Par une chaude journée d’été dans sa maison de Northcote en 1960, Craig Horne a découvert le passé secret de sa mère. Elle avait joué au cricket et jouait au plus haut niveau pour Victoria et l’Australie. Pourquoi ses trophées et ses articles de journaux étaient-ils rangés dans un placard, hors de la vue du public ? C’est une question qui traverse son histoire du cricket féminin, depuis ses débuts en Angleterre, son émergence en Australie au 19e siècle et son épanouissement dans les années 1930. Le résultat est une histoire culturelle, imprégnée de l’immédiateté du personnel, qui englobe certains des grands noms du jeu, comme Peggy Antonio (la capitaine victorienne de sa mère) qui était connue sous le nom de « fille Grimmett » en raison de ses prouesses en tant que lanceur de spin. Il y avait chez ces femmes une indépendance et une audace distinctives qui défiaient les attentes de la société, mais qui ont été atténuées par les années conservatrices d’après-guerre – et qui expliquent en grande partie pourquoi les trophées de sa mère se sont retrouvés dans un placard. Une histoire sociale divertissante et souvent intrigante qui contextualise les représentants actuels du jeu.
Rage dorée
Jacob Silverman
Bloomsbury, 34,99 $

Lorsque l’auteur américain Jacob Silverman a rejoint une start-up de Manhattan en 2019 en tant que directeur des projets médiatiques spéciaux, il a acquis une expérience directe du nouveau monde fou du capital-risque et de son rôle central dans ce qu’il appelle le « glissement de l’Amérique vers l’autoritarisme » – en particulier le rôle de la Silicon Valley.
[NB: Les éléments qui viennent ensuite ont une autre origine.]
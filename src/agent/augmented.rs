//! Tool-augmented reply engine with per-chat memory

use async_trait::async_trait;

use super::llm::{ChatClient, ChatMessage};
use super::memory::{ConversationStore, Turn};
use super::{ReplyEngine, answer_text};
use crate::Result;
use crate::tools::ToolRegistry;

/// Extract a short display label from tool arguments JSON
/// Tries common field names; falls back to truncated raw args
fn summarize_invocation(name: &str, args: &str) -> String {
    let Ok(v) = serde_json::from_str::<serde_json::Value>(args) else {
        return args.chars().take(60).collect();
    };
    for field in &["query", "url"] {
        if let Some(s) = v.get(field).and_then(|v| v.as_str()) {
            let truncated: String = s.chars().take(60).collect();
            return format!("{name}: {truncated}");
        }
    }
    args.chars().take(60).collect()
}

/// Reply engine that remembers each chat and may call tools before answering
pub struct ToolEngine {
    client: ChatClient,
    tools: ToolRegistry,
    store: ConversationStore,
    system_prompt: String,
    max_tool_rounds: usize,
}

impl ToolEngine {
    #[must_use]
    pub const fn new(
        client: ChatClient,
        tools: ToolRegistry,
        store: ConversationStore,
        system_prompt: String,
        max_tool_rounds: usize,
    ) -> Self {
        Self {
            client,
            tools,
            store,
            system_prompt,
            max_tool_rounds,
        }
    }

    /// Conversation store backing this engine
    #[must_use]
    pub const fn store(&self) -> &ConversationStore {
        &self.store
    }
}

#[async_trait]
impl ReplyEngine for ToolEngine {
    /// Run the tool loop until the model answers
    ///
    /// Tools are offered for at most `max_tool_rounds` rounds; the request
    /// after that goes out without tools. History is only updated on success.
    async fn respond(&self, conversation_key: &str, text: &str) -> Result<String> {
        let conversation = self.store.conversation(conversation_key).await;
        // Held for the whole call: one chat, one request at a time
        let mut conversation = conversation.lock().await;

        let mut messages = Vec::with_capacity(conversation.len() * 2 + 2);
        messages.push(ChatMessage::system(&self.system_prompt));
        messages.extend(conversation.to_messages());
        messages.push(ChatMessage::user(text));

        let specs = self.tools.specs();
        let mut rounds = 0;

        loop {
            let offered = (rounds < self.max_tool_rounds && !specs.is_empty()).then_some(specs.as_slice());
            let reply = self.client.complete(&messages, offered).await?;

            if offered.is_none() || reply.tool_calls.is_empty() {
                let answer = answer_text(reply.content);
                conversation.push(Turn {
                    user: text.to_string(),
                    assistant: answer.clone(),
                });
                tracing::debug!(
                    conversation = conversation_key,
                    rounds,
                    turns = conversation.len(),
                    "tool engine answered"
                );
                return Ok(answer);
            }

            rounds += 1;
            let calls = reply.tool_calls.clone();
            messages.push(reply);

            for call in &calls {
                let invocation = summarize_invocation(&call.function.name, &call.function.arguments);
                let output = match self.tools.execute(&call.function.name, &call.function.arguments).await {
                    Ok(out) => {
                        tracing::debug!(conversation = conversation_key, tool = %invocation, "tool call succeeded");
                        out
                    }
                    Err(e) => {
                        tracing::warn!(conversation = conversation_key, tool = %invocation, error = %e, "tool call failed");
                        format!("Error: {e}")
                    }
                };
                messages.push(ChatMessage::tool(&call.id, output));
            }
        }
    }
}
Elon Musk est peut-être au centre de l’attention, mais il s’intéresse à une galerie d’oligarques dont l’ambition est la radicalisation de l’extrême droite des États-Unis et l’élévation d’un capitalisme impitoyable qui fait passer des entreprises comme JP Morgan pour une entreprise philanthropique. Autrefois, les éminences grises restaient à l’arrière-plan ; pas la nouvelle vague grossière qui inclut son ancien directeur général d’une start-up qui s’est présenté à la présidence en 2024. Ils veulent non seulement une richesse obscène, mais aussi le pouvoir d’instaurer leur programme autoritaire. Et actuellement, ils semblent gagner. Ébouriffant.